• **DIRECTIONS FOR THIS TASK**
From the data below, repeat exactly the lines from the line with "use sqlx::PgPool;" to the line with "Stores a notification", both included.

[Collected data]
• • • •

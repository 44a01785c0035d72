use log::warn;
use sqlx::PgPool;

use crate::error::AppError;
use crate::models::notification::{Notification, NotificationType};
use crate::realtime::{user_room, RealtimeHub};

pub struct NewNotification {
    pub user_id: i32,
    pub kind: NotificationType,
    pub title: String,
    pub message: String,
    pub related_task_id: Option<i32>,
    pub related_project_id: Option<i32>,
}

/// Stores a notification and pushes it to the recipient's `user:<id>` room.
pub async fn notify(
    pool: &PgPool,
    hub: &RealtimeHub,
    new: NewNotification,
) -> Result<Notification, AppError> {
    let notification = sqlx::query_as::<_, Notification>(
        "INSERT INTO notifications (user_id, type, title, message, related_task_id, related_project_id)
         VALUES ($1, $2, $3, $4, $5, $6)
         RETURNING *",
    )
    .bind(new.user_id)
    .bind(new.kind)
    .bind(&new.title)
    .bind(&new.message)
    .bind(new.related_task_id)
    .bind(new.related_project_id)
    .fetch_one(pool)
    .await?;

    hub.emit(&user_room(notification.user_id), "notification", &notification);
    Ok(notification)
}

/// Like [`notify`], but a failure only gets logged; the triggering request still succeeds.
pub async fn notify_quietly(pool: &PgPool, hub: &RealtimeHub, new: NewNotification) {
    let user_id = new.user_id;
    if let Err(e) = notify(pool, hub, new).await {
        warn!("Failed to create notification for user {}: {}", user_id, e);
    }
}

• • • •

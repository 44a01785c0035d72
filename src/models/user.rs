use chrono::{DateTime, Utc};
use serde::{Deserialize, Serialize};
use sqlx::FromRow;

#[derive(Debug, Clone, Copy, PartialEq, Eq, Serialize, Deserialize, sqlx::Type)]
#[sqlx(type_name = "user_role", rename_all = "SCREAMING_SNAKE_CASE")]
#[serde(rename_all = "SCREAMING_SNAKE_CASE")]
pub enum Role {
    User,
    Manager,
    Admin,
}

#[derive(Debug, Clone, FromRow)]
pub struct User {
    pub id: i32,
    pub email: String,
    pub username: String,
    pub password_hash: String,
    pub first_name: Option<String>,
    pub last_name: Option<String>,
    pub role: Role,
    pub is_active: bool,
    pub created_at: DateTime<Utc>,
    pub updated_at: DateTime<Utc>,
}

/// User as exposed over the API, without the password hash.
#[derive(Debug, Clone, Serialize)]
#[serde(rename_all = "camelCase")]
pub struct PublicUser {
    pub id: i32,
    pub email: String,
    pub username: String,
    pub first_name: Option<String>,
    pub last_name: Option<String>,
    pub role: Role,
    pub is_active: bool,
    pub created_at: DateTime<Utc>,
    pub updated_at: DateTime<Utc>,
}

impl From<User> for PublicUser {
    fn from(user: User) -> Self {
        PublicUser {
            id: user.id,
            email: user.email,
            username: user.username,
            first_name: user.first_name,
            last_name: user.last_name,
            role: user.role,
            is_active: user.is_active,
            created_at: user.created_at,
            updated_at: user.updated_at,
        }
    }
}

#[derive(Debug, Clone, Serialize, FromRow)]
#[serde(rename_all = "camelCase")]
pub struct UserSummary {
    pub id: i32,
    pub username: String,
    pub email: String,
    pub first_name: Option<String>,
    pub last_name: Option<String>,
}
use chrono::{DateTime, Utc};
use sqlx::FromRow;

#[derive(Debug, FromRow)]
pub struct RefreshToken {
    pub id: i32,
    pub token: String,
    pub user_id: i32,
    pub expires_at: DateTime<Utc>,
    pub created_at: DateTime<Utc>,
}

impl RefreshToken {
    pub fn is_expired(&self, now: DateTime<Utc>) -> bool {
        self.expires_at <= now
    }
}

• • • •

• **EXERCISE RESPONSE**
use sqlx::PgPool;

use crate::error::AppError;
use crate::models::notification::{Notification, NotificationType};
use crate::realtime::{user_room, RealtimeHub};

pub struct NewNotification {
    pub user_id: i32,
    pub kind: NotificationType,
    pub title: String,
    pub message: String,
    pub related_task_id: Option<i32>,
    pub related_project_id: Option<i32>,
}

/// Stores a notification and pushes it to the recipient's `user:<id>` room.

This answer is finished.